SOURCE INFORMATION:
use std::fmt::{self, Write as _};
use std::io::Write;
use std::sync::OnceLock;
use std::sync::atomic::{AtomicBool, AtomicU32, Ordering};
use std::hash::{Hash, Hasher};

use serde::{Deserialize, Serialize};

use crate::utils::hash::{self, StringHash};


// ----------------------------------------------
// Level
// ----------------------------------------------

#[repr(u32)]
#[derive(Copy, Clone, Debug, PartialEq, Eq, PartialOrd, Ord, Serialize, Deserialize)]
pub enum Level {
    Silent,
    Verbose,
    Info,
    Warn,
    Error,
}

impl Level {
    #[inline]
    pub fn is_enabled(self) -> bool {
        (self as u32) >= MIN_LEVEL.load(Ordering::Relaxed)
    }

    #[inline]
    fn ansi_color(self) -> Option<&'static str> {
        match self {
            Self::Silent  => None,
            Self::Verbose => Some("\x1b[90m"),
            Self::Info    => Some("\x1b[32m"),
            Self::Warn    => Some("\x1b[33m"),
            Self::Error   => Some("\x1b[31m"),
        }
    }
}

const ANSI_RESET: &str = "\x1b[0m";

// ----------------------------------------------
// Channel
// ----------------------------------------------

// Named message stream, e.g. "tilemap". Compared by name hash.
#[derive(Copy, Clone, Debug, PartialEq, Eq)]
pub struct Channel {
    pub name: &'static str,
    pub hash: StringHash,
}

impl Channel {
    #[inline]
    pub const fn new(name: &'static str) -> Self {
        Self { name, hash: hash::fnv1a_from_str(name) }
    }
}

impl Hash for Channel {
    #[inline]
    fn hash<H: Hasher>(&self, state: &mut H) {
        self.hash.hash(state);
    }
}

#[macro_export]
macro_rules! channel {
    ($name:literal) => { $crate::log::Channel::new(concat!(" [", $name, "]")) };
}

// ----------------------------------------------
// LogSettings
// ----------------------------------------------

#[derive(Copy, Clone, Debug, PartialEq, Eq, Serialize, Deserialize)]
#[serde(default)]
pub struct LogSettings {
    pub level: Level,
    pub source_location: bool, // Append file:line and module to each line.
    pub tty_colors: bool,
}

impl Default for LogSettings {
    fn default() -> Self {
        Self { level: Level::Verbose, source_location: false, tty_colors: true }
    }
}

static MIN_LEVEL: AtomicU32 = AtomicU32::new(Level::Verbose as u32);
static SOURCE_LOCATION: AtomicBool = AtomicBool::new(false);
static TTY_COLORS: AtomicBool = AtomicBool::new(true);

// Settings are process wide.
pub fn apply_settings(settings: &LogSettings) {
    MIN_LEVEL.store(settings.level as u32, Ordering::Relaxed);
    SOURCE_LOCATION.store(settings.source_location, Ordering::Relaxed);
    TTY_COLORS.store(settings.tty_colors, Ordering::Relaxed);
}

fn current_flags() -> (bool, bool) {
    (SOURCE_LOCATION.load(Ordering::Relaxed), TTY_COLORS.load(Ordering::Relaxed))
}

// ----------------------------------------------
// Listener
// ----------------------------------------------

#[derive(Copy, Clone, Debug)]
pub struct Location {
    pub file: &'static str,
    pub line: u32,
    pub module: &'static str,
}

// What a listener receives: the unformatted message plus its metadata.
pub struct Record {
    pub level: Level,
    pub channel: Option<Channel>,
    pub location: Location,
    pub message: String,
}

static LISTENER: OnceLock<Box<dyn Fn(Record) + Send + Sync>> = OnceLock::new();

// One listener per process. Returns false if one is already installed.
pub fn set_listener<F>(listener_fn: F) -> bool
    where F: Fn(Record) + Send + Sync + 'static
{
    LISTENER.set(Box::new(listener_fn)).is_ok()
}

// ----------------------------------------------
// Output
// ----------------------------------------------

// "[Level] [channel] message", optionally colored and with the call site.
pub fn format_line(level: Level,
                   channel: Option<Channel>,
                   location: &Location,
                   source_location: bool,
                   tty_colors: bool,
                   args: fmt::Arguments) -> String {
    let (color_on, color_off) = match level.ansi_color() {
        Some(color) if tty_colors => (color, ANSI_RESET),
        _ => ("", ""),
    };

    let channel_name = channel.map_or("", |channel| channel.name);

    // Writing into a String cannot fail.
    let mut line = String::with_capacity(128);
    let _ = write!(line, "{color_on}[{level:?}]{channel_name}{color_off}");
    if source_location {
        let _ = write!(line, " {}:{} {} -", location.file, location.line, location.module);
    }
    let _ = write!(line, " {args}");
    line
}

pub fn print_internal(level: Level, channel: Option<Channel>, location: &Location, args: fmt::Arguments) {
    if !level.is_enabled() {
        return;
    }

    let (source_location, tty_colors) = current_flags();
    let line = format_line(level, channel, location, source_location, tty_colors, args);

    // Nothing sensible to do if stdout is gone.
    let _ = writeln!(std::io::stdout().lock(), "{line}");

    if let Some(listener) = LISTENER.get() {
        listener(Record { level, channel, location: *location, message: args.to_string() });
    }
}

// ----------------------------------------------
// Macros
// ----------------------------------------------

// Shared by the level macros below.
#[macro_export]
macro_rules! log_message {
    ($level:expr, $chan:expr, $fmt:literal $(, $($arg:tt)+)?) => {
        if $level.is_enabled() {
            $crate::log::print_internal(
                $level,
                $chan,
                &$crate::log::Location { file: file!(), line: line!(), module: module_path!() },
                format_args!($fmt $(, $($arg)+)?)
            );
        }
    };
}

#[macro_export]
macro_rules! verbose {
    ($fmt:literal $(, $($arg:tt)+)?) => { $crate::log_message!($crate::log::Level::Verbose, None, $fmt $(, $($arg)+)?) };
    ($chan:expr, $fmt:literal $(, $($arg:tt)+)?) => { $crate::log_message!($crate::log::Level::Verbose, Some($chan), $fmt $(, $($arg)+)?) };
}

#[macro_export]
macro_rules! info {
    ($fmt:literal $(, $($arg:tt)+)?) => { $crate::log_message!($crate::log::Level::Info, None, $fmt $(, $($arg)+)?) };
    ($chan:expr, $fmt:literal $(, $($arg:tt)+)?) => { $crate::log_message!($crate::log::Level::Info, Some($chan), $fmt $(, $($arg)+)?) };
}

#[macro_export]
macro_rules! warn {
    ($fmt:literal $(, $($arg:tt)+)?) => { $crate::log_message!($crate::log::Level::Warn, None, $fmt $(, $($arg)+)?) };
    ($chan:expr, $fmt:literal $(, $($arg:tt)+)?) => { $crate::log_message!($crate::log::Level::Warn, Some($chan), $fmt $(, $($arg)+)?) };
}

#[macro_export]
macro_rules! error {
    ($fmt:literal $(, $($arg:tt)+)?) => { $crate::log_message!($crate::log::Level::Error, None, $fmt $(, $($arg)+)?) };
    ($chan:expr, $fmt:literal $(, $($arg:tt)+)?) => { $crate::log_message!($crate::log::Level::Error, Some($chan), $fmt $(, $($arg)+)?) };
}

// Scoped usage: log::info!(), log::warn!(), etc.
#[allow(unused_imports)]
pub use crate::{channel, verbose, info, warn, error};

ASSIGNMENT: Tally up the lines of the data above where the string "Record" appears, and give only the count.

WRITTEN RESPONSE: 4